**THE TASK:** Return, from the material below, each line in which the word "source" is present.

================

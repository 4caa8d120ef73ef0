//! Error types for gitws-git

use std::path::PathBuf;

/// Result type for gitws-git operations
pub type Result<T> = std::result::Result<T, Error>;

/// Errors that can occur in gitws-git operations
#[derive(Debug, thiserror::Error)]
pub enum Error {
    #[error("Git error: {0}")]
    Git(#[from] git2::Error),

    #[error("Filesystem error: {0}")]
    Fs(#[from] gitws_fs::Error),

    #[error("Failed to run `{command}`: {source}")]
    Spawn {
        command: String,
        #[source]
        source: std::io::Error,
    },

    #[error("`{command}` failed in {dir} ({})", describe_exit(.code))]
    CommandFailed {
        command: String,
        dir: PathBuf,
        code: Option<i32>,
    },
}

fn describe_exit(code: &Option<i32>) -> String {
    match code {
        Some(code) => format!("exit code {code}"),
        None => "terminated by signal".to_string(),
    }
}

================

**EXERCISE OUTPUT:**
    #[error("Failed to run `{command}`: {source}")]
        #[source]
        source: std::io::Error,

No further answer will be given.